Electric car safety – concerns vs. reality

While being a more and more everyday sight, electric vehicles still have a novelty ring to them. And, as is the case with many novelties, they are the objects of numerous safety concerns. 

Electric car safety ratings 

Every car manufacturer runs every model through a series of safety tests. This is no different for electric vehicles. Safety ratings tend to show that electric vehicles are at least as safe as their internal combustion counterparts – be it either the same models fitted with gasoline or diesel engines, or other models by the same manufacturer, comparable in terms of size and weight. When we take a look at the actual safety ratings, we can see many electric vehicles in the top ratings tier. Keep in mind, when designing an electric vehicle, the manufacturers have to take into account all the safety considerations they would when designing a traditional car. And they do have a lot of experience with that. Brakes, headlights, seatbelts, airbags, active safety systems like stability control, anti-lock brakes, autonomous emergency braking, proximity warning, lane departure warning – all those systems have been with us for years. If anything, one can expect more refined and better-tuned versions of them to end up in electric vehicles. And all of those systems, combined with car equipment – seatbelts, lights, warning systems and the like – constitute a specific vehicle’s safety rating. And, as mentioned above – the fact that you can find numerous electric vehicles in the upper portions of car safety ratings only proves that you should feel at least as safe as in a regular car, when travelling in an electric vehicle. When looking at some test results and electric car safety ratings from Euro NCAP – the European program that crash-tests all new cars, we can clearly see that most new electric cars receive the top rating of five stars – meaning, in case of a collision, these cars protect the driver and passengers extremely well. The five-star seal also means that in the case of the car hitting a pedestrian, the latter also is protected by some of the car’s active and passive safety systems. 

Electric car safety statistics 

Still being a bit of a novelty, electric vehicles are not as well-represented in car safety statistics as their combustion predecessors.

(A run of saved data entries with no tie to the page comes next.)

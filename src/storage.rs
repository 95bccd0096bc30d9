use crate::config::NotionConfig;
use crate::models::TimeEntry;
use crate::sync::PagePatch;
use serde::Serialize;
use serde::de::DeserializeOwned;
use std::fs;
use std::io;
use std::path::{Path, PathBuf};
use thiserror::Error;
use tracing::{debug, error, info};

pub const ENTRIES_KEY: &str = "lifestream_entries";
pub const NOTION_CONFIG_KEY: &str = "lifestream_notion_config";

#[derive(Debug, Error)]
pub enum StorageError {
    #[error("failed to access {path:?}: {source}")]
    Io {
        path: PathBuf,
        #[source]
        source: io::Error,
    },
    #[error("failed to encode {key}: {source}")]
    Encode {
        key: String,
        #[source]
        source: serde_json::Error,
    },
}

/// Key-value storage: one JSON file per key inside the data directory.
#[derive(Debug, Clone)]
pub struct BlobStore {
    dir: PathBuf,
}

impl BlobStore {
    pub fn new(dir: impl Into<PathBuf>) -> Self {
        Self { dir: dir.into() }
    }

    pub fn path_for(&self, key: &str) -> PathBuf {
        self.dir.join(format!("{key}.json"))
    }

    /// Returns `None` when the key is missing or its blob cannot be decoded.
    /// Undecodable blobs are moved aside so the next write does not destroy them.
    pub fn read<T: DeserializeOwned>(&self, key: &str) -> Result<Option<T>, StorageError> {
        let path = self.path_for(key);
        let content = match fs::read_to_string(&path) {
            Ok(content) => content,
            Err(err) if err.kind() == io::ErrorKind::NotFound => return Ok(None),
            Err(source) => return Err(StorageError::Io { path, source }),
        };

        match serde_json::from_str::<T>(&content) {
            Ok(value) => Ok(Some(value)),
            Err(err) => {
                let backup = path.with_extension("json.corrupt");
                error!(key, error = %err, backup = ?backup, "failed to decode stored blob");
                fs::rename(&path, &backup).map_err(|source| StorageError::Io {
                    path: backup.clone(),
                    source,
                })?;
                Ok(None)
            }
        }
    }

    pub fn write<T: Serialize + ?Sized>(&self, key: &str, value: &T) -> Result<(), StorageError> {
        fs::create_dir_all(&self.dir).map_err(|source| StorageError::Io {
            path: self.dir.clone(),
            source,
        })?;
        let encoded = serde_json::to_string(value).map_err(|source| StorageError::Encode {
            key: key.to_string(),
            source,
        })?;

        let path = self.path_for(key);
        let tmp = path.with_extension("json.tmp");
        fs::write(&tmp, encoded).map_err(|source| StorageError::Io {
            path: tmp.clone(),
            source,
        })?;
        fs::rename(&tmp, &path).map_err(|source| StorageError::Io {
            path: path.clone(),
            source,
        })
    }

    pub fn remove(&self, key: &str) -> Result<(), StorageError> {
        let path = self.path_for(key);
        match fs::remove_file(&path) {
            Ok(()) => Ok(()),
            Err(err) if err.kind() == io::ErrorKind::NotFound => Ok(()),
            Err(source) => Err(StorageError::Io { path, source }),
        }
    }
}

/// The authoritative list of time entries, in insertion order.
///
/// Every mutation is written through to the `lifestream_entries` blob.
#[derive(Debug)]
pub struct EntryStore {
    blobs: BlobStore,
    entries: Vec<TimeEntry>,
}

impl EntryStore {
    /// Loads the stored entries, or starts empty when nothing was stored yet.
    pub fn load(data_dir: &Path) -> Result<Self, StorageError> {
        let blobs = BlobStore::new(data_dir);
        let entries: Vec<TimeEntry> = blobs.read(ENTRIES_KEY)?.unwrap_or_default();
        debug!(count = entries.len(), dir = ?data_dir, "loaded entries");
        Ok(Self { blobs, entries })
    }

    pub fn entries(&self) -> &[TimeEntry] {
        &self.entries
    }

    pub fn len(&self) -> usize {
        self.entries.len()
    }

    pub fn is_empty(&self) -> bool {
        self.entries.is_empty()
    }

    pub fn get(&self, id: &str) -> Option<&TimeEntry> {
        self.entries.iter().find(|entry| entry.id == id)
    }

    /// Resolves a full id or an unambiguous id prefix.
    pub fn resolve_id(&self, prefix: &str) -> Option<&str> {
        let prefix = prefix.trim();
        if prefix.is_empty() {
            return None;
        }
        if let Some(entry) = self.get(prefix) {
            return Some(entry.id.as_str());
        }
        let mut matches = self.entries.iter().filter(|entry| entry.id.starts_with(prefix));
        let first = matches.next()?;
        if matches.next().is_some() {
            return None;
        }
        Some(first.id.as_str())
    }

    pub fn unsynced(&self) -> impl Iterator<Item = &TimeEntry> {
        self.entries.iter().filter(|entry| !entry.is_synced())
    }

    pub fn unsynced_count(&self) -> usize {
        self.unsynced().count()
    }

    pub fn append(&mut self, batch: Vec<TimeEntry>) -> Result<usize, StorageError> {
        let added = batch.len();
        if added == 0 {
            return Ok(0);
        }
        self.entries.extend(batch);
        self.flush()?;
        info!(added, total = self.entries.len(), "appended entries");
        Ok(added)
    }

    pub fn delete(&mut self, id: &str) -> Result<bool, StorageError> {
        let before = self.entries.len();
        self.entries.retain(|entry| entry.id != id);
        if self.entries.len() == before {
            return Ok(false);
        }
        self.flush()?;
        info!(id, "deleted entry");
        Ok(true)
    }

    /// Full reset. This is the only path that drops Notion page ids.
    pub fn clear(&mut self) -> Result<(), StorageError> {
        self.entries.clear();
        self.blobs.remove(ENTRIES_KEY)?;
        info!("cleared all entries");
        Ok(())
    }

    /// Attaches Notion page ids from a sync run and writes once.
    ///
    /// A patch never overwrites an existing page id, and patches for entries
    /// deleted in the meantime are skipped.
    pub fn commit_sync(&mut self, patches: &[PagePatch]) -> Result<usize, StorageError> {
        let mut applied = 0;
        for patch in patches {
            if let Some(entry) = self
                .entries
                .iter_mut()
                .find(|entry| entry.id == patch.entry_id)
                && entry.notion_page_id.is_none()
            {
                entry.notion_page_id = Some(patch.page_id.clone());
                applied += 1;
            }
        }
        if applied > 0 {
            self.flush()?;
        }
        debug!(applied, offered = patches.len(), "committed sync patches");
        Ok(applied)
    }

    pub fn flush(&self) -> Result<(), StorageError> {
        self.blobs.write(ENTRIES_KEY, &self.entries)
    }
}

pub fn load_notion_config(data_dir: &Path) -> Result<Option<NotionConfig>, StorageError> {
    BlobStore::new(data_dir).read(NOTION_CONFIG_KEY)
}

/// Stored settings with env fallbacks applied; the fallbacks are not saved.
pub fn effective_notion_config(data_dir: &Path) -> Result<NotionConfig, StorageError> {
    Ok(load_notion_config(data_dir)?
        .unwrap_or_default()
        .with_env_fallbacks())
}

pub fn save_notion_config(data_dir: &Path, config: &NotionConfig) -> Result<(), StorageError> {
    BlobStore::new(data_dir).write(NOTION_CONFIG_KEY, config)
}

#[cfg(test)]
pub(crate) mod tests {
    use super::*;
    use crate::models::Category;
    use chrono::{Duration, TimeZone, Utc};

    pub(crate) fn temp_data_dir() -> PathBuf {
        let mut dir = std::env::temp_dir();
        let stamp = std::time::SystemTime::now()
            .duration_since(std::time::UNIX_EPOCH)
            .unwrap_or_default()
            .as_nanos();
        static COUNTER: std::sync::atomic::AtomicUsize = std::sync::atomic::AtomicUsize::new(0);
        let seq = COUNTER.fetch_add(1, std::sync::atomic::Ordering::SeqCst);
        dir.push(format!(
            "lifestream-test-{}-{}-{}",
            std::process::id(),
            stamp,
            seq
        ));
        fs::create_dir_all(&dir).expect("create temp dir");
        dir
    }

    pub(crate) fn sample_entry(id: &str, task: &str) -> TimeEntry {
        let start = Utc.with_ymd_and_hms(2025, 12, 2, 9, 0, 0).unwrap();
        TimeEntry {
            id: id.to_string(),
            task: task.to_string(),
            activity: "学习".to_string(),
            category: Category::Investment,
            duration_minutes: 60,
            start_time: start,
            end_time: start + Duration::minutes(60),
            timestamp: start.timestamp_millis(),
            date_str: start.date_naive(),
            keywords: None,
            goal_id: None,
            goal_title: None,
            notion_page_id: None,
        }
    }

    #[test]
    fn load_from_empty_dir_starts_empty() {
        let dir = temp_data_dir();
        let store = EntryStore::load(&dir).expect("load");
        assert!(store.is_empty());
    }

    #[test]
    fn entries_round_trip_with_unset_optionals() {
        let dir = temp_data_dir();
        let mut bare = sample_entry("a", "读书");
        bare.keywords = None;
        let mut full = sample_entry("b", "学习Rust编程");
        full.keywords = Some(vec!["学习".to_string(), "编程".to_string()]);
        full.goal_id = Some("goal-1".to_string());
        full.goal_title = Some("学习Rust编程".to_string());
        full.notion_page_id = Some("page-1".to_string());
        let mut empty_keywords = sample_entry("c", "散步");
        empty_keywords.keywords = Some(Vec::new());

        let mut store = EntryStore::load(&dir).expect("load");
        store
            .append(vec![bare.clone(), full.clone(), empty_keywords.clone()])
            .expect("append");

        let reloaded = EntryStore::load(&dir).expect("reload");
        assert_eq!(reloaded.entries(), &[bare, full, empty_keywords][..]);
    }

    #[test]
    fn unset_optionals_are_omitted_from_json() {
        let json = serde_json::to_string(&sample_entry("a", "t")).unwrap();
        assert!(!json.contains("notionPageId"));
        assert!(!json.contains("goalId"));
        assert!(!json.contains("keywords"));
        assert!(json.contains("\"durationMinutes\":60"));
        assert!(json.contains("\"dateStr\":\"2025-12-02\""));
    }

    #[test]
    fn notion_config_round_trip() {
        let dir = temp_data_dir();
        assert_eq!(load_notion_config(&dir).unwrap(), None);

        let without_proxy = NotionConfig {
            api_key: "secret_123".to_string(),
            records_database_id: "records".to_string(),
            goals_database_id: String::new(),
            proxy_url: None,
        };
        save_notion_config(&dir, &without_proxy).unwrap();
        assert_eq!(load_notion_config(&dir).unwrap(), Some(without_proxy));

        let with_proxy = NotionConfig {
            api_key: "secret_123".to_string(),
            records_database_id: "records".to_string(),
            goals_database_id: "goals".to_string(),
            proxy_url: Some("http://localhost:8080/notion/".to_string()),
        };
        save_notion_config(&dir, &with_proxy).unwrap();
        assert_eq!(load_notion_config(&dir).unwrap(), Some(with_proxy));
    }

    #[test]
    fn delete_and_clear_persist() {
        let dir = temp_data_dir();
        let mut store = EntryStore::load(&dir).unwrap();
        store
            .append(vec![sample_entry("a", "one"), sample_entry("b", "two")])
            .unwrap();

        assert!(store.delete("a").unwrap());
        assert!(!store.delete("missing").unwrap());
        let reloaded = EntryStore::load(&dir).unwrap();
        assert_eq!(reloaded.len(), 1);
        assert_eq!(reloaded.entries()[0].id, "b");

        store.clear().unwrap();
        assert!(EntryStore::load(&dir).unwrap().is_empty());
    }

    #[test]
    fn commit_sync_never_overwrites_page_ids() {
        let dir = temp_data_dir();
        let mut store = EntryStore::load(&dir).unwrap();
        let mut synced = sample_entry("a", "one");
        synced.notion_page_id = Some("page-original".to_string());
        store
            .append(vec![synced, sample_entry("b", "two")])
            .unwrap();

        let applied = store
            .commit_sync(&[
                PagePatch {
                    entry_id: "a".to_string(),
                    page_id: "page-new".to_string(),
                },
                PagePatch {
                    entry_id: "b".to_string(),
                    page_id: "page-b".to_string(),
                },
                PagePatch {
                    entry_id: "gone".to_string(),
                    page_id: "page-x".to_string(),
                },
            ])
            .unwrap();

        assert_eq!(applied, 1);
        let reloaded = EntryStore::load(&dir).unwrap();
        assert_eq!(
            reloaded.get("a").unwrap().notion_page_id.as_deref(),
            Some("page-original")
        );
        assert_eq!(
            reloaded.get("b").unwrap().notion_page_id.as_deref(),
            Some("page-b")
        );
        assert_eq!(reloaded.unsynced_count(), 0);
    }

    #[test]
    fn corrupt_blob_is_moved_aside() {
        let dir = temp_data_dir();
        let blobs = BlobStore::new(&dir);
        fs::write(blobs.path_for(ENTRIES_KEY), "{not json").unwrap();

        let store = EntryStore::load(&dir).unwrap();
        assert!(store.is_empty());
        assert!(dir.join("lifestream_entries.json.corrupt").exists());
        assert!(!blobs.path_for(ENTRIES_KEY).exists());
    }

    #[test]
    fn resolve_id_accepts_unique_prefix() {
        let dir = temp_data_dir();
        let mut store = EntryStore::load(&dir).unwrap();
        store
            .append(vec![
                sample_entry("abc-1", "one"),
                sample_entry("abd-2", "two"),
            ])
            .unwrap();
        assert_eq!(store.resolve_id("abc"), Some("abc-1"));
        assert_eq!(store.resolve_id("ab"), None);
        assert_eq!(store.resolve_id("abd-2"), Some("abd-2"));
        assert_eq!(store.resolve_id(""), None);
    }
}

But those statistics that are available shine a favourable light on electric vehicles. The safety statistics of what cars crash more indicate that overall, the chances of causing a road accident in electric vehicles and combustion ones are more or less the same. Interestingly, in the micro and small urban cars segments, relatively fewer accidents are being caused by electric cars, while in the luxury segment, SUV and supercar categories, electric cars cause as much as 40% more accidents. Some experts say this is caused by the acceleration and braking characteristics of electric vehicles. In a gas-powered car, even a powerful one, the engine needs to rev up before it reaches its full potential. Most engines do that at a given RPM rate. Electric cars, on the other hand, put full power at the driver’s disposal at all times. Experts say the higher number of those EVs in the safety statistics can be attributed to that. They compare it to a Sunday driver getting their hands on a Ferrari and flooring it, as he needed to do in his low-power urban car. Not used to such acceleration characteristics, they lose control pretty quickly and wrap the supercar around the nearest lamp post. With YouTube as witness, there are numerous testimonies to such accidents. 

The elephant in the room 

Fire. Spontaneous combustion. Explosions. Battery packs cooking off. The car blowing up or going up in flames. Twisted, burning metal on the side of the road. Mad Max style. Although such incidents are not common, they somehow found their way into the general public’s imagination as being one of the most important electric car safety issues. Yes, most electric cars are powered by lithium-ion batteries. Yes, those batteries contain flammable electrolyte. No, it’s not easy for those batteries to catch fire.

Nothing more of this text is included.